What needs to be done —
In this exercise, the data must be written out exactly.

(Records from a data source)
--
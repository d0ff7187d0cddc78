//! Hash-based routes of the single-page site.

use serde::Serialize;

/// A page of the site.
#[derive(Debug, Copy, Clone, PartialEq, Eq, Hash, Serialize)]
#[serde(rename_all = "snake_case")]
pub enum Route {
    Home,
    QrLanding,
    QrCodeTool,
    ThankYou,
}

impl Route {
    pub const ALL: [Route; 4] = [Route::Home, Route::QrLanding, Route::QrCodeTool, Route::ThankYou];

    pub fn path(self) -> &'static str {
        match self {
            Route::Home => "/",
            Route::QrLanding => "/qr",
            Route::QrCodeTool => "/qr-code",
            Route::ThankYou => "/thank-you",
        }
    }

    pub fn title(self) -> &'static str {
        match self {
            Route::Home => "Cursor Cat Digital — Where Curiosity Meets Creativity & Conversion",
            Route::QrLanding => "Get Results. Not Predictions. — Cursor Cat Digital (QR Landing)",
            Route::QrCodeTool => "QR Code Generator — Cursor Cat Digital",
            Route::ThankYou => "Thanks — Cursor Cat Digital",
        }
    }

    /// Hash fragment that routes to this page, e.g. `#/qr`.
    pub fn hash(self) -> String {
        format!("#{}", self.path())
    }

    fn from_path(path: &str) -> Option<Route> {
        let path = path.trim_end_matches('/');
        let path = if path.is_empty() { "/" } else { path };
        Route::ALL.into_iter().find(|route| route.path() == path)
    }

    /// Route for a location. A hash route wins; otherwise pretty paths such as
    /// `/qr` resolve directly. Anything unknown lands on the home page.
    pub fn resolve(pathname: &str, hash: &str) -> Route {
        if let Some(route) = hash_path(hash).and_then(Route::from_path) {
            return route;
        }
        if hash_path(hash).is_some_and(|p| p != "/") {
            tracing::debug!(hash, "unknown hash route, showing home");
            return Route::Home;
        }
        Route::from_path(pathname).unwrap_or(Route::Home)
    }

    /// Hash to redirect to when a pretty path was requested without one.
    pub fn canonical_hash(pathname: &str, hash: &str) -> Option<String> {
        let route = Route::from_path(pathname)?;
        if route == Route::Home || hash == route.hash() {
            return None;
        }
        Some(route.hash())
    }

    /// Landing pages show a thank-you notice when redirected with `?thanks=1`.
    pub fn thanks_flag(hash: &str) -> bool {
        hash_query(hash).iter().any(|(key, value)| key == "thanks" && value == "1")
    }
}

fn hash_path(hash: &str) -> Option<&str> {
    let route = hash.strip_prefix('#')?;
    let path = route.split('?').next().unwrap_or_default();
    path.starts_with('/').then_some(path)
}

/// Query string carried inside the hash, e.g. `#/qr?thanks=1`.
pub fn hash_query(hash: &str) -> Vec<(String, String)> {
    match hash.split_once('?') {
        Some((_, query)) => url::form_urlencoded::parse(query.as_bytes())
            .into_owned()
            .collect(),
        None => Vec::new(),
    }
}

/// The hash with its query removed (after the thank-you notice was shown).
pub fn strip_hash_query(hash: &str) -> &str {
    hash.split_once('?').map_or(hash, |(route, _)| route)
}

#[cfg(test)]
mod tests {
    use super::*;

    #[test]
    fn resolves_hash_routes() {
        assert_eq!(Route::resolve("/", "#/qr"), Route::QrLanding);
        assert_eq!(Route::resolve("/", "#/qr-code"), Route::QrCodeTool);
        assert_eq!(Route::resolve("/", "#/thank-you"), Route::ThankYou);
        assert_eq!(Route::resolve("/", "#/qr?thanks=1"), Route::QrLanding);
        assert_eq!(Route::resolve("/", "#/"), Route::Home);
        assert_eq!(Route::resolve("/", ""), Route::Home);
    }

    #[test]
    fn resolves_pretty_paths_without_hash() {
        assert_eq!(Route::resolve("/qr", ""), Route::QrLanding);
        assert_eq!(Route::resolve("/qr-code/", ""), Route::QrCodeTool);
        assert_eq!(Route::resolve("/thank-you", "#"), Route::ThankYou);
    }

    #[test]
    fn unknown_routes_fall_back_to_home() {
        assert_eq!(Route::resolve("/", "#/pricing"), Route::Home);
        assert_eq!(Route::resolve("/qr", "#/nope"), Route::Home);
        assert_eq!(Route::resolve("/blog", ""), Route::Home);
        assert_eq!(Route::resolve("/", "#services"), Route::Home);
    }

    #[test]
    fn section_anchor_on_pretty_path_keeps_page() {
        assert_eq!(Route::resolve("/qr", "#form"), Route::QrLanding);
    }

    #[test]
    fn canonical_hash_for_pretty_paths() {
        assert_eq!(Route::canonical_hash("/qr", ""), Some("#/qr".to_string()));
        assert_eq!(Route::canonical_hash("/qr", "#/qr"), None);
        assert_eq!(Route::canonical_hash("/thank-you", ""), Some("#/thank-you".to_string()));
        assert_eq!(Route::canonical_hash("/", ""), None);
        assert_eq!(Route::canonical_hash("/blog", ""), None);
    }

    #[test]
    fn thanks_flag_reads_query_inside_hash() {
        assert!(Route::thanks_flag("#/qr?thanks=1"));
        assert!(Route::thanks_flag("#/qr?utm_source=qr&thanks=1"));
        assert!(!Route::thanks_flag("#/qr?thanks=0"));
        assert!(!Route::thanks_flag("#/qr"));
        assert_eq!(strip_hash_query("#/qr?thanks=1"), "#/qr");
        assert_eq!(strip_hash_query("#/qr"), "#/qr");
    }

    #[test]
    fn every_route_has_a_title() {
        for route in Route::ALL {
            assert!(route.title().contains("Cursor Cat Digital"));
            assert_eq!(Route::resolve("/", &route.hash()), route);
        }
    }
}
--
Solution below —
repository d0ff7187d0cddc78
//! Hash-based routes of the single-page site.

use serde::Serialize;

/// A page of the site.
#[derive(Debug, Copy, Clone, PartialEq, Eq, Hash, Serialize)]
#[serde(rename_all = "snake_case")]
pub enum Route {
    Home,
    QrLanding,
    QrCodeTool,
    ThankYou,
}

impl Route {
    pub const ALL: [Route; 4] = [Route::Home, Route::QrLanding, Route::QrCodeTool, Route::ThankYou];

    pub fn path(self) -> &'static str {
        match self {
            Route::Home => "/",
            Route::QrLanding => "/qr",
            Route::QrCodeTool => "/qr-code",
            Route::ThankYou => "/thank-you",
        }
    }

    pub fn title(self) -> &'static str {
        match self {
            Route::Home => "Cursor Cat Digital — Where Curiosity Meets Creativity & Conversion",
            Route::QrLanding => "Get Results. Not Predictions. — Cursor Cat Digital (QR Landing)",
            Route::QrCodeTool => "QR Code Generator — Cursor Cat Digital",
            Route::ThankYou => "Thanks — Cursor Cat Digital",
        }
    }

    /// Hash fragment that routes to this page, e.g. `#/qr`.
    pub fn hash(self) -> String {
        format!("#{}", self.path())
    }

    fn from_path(path: &str) -> Option<Route> {
        let path = path.trim_end_matches('/');
        let path = if path.is_empty() { "/" } else { path };
        Route::ALL.into_iter().find(|route| route.path() == path)
    }

    /// Route for a location. A hash route wins; otherwise pretty paths such as
    /// `/qr` resolve directly. Anything unknown lands on the home page.
    pub fn resolve(pathname: &str, hash: &str) -> Route {
        if let Some(route) = hash_path(hash).and_then(Route::from_path) {
            return route;
        }
        if hash_path(hash).is_some_and(|p| p != "/") {
            tracing::debug!(hash, "unknown hash route, showing home");
            return Route::Home;
        }
        Route::from_path(pathname).unwrap_or(Route::Home)
    }

    /// Hash to redirect to when a pretty path was requested without one.
    pub fn canonical_hash(pathname: &str, hash: &str) -> Option<String> {
        let route = Route::from_path(pathname)?;
        if route == Route::Home || hash == route.hash() {
            return None;
        }
        Some(route.hash())
    }

    /// Landing pages show a thank-you notice when redirected with `?thanks=1`.
    pub fn thanks_flag(hash: &str) -> bool {
        hash_query(hash).iter().any(|(key, value)| key == "thanks" && value == "1")
    }
}

fn hash_path(hash: &str) -> Option<&str> {
    let route = hash.strip_prefix('#')?;
    let path = route.split('?').next().unwrap_or_default();
    path.starts_with('/').then_some(path)
}

/// Query string carried inside the hash, e.g. `#/qr?thanks=1`.
pub fn hash_query(hash: &str) -> Vec<(String, String)> {
    match hash.split_once('?') {
        Some((_, query)) => url::form_urlencoded::parse(query.as_bytes())
            .into_owned()
            .collect(),
        None => Vec::new(),
    }
}

/// The hash with its query removed (after the thank-you notice was shown).
pub fn strip_hash_query(hash: &str) -> &str {
    hash.split_once('?').map_or(hash, |(route, _)| route)
}

#[cfg(test)]
mod tests {
    use super::*;

    #[test]
    fn resolves_hash_routes() {
        assert_eq!(Route::resolve("/", "#/qr"), Route::QrLanding);
        assert_eq!(Route::resolve("/", "#/qr-code"), Route::QrCodeTool);
        assert_eq!(Route::resolve("/", "#/thank-you"), Route::ThankYou);
        assert_eq!(Route::resolve("/", "#/qr?thanks=1"), Route::QrLanding);
        assert_eq!(Route::resolve("/", "#/"), Route::Home);
        assert_eq!(Route::resolve("/", ""), Route::Home);
    }

    #[test]
    fn resolves_pretty_paths_without_hash() {
        assert_eq!(Route::resolve("/qr", ""), Route::QrLanding);
        assert_eq!(Route::resolve("/qr-code/", ""), Route::QrCodeTool);
        assert_eq!(Route::resolve("/thank-you", "#"), Route::ThankYou);
    }

    #[test]
    fn unknown_routes_fall_back_to_home() {
        assert_eq!(Route::resolve("/", "#/pricing"), Route::Home);
        assert_eq!(Route::resolve("/qr", "#/nope"), Route::Home);
        assert_eq!(Route::resolve("/blog", ""), Route::Home);
        assert_eq!(Route::resolve("/", "#services"), Route::Home);
    }

    #[test]
    fn section_anchor_on_pretty_path_keeps_page() {
        assert_eq!(Route::resolve("/qr", "#form"), Route::QrLanding);
    }

    #[test]
    fn canonical_hash_for_pretty_paths() {
        assert_eq!(Route::canonical_hash("/qr", ""), Some("#/qr".to_string()));
        assert_eq!(Route::canonical_hash("/qr", "#/qr"), None);
        assert_eq!(Route::canonical_hash("/thank-you", ""), Some("#/thank-you".to_string()));
        assert_eq!(Route::canonical_hash("/", ""), None);
        assert_eq!(Route::canonical_hash("/blog", ""), None);
    }

    #[test]
    fn thanks_flag_reads_query_inside_hash() {
        assert!(Route::thanks_flag("#/qr?thanks=1"));
        assert!(Route::thanks_flag("#/qr?utm_source=qr&thanks=1"));
        assert!(!Route::thanks_flag("#/qr?thanks=0"));
        assert!(!Route::thanks_flag("#/qr"));
        assert_eq!(strip_hash_query("#/qr?thanks=1"), "#/qr");
        assert_eq!(strip_hash_query("#/qr"), "#/qr");
    }

    #[test]
    fn every_route_has_a_title() {
        for route in Route::ALL {
            assert!(route.title().contains("Cursor Cat Digital"));
            assert_eq!(Route::resolve("/", &route.hash()), route);
        }
    }
}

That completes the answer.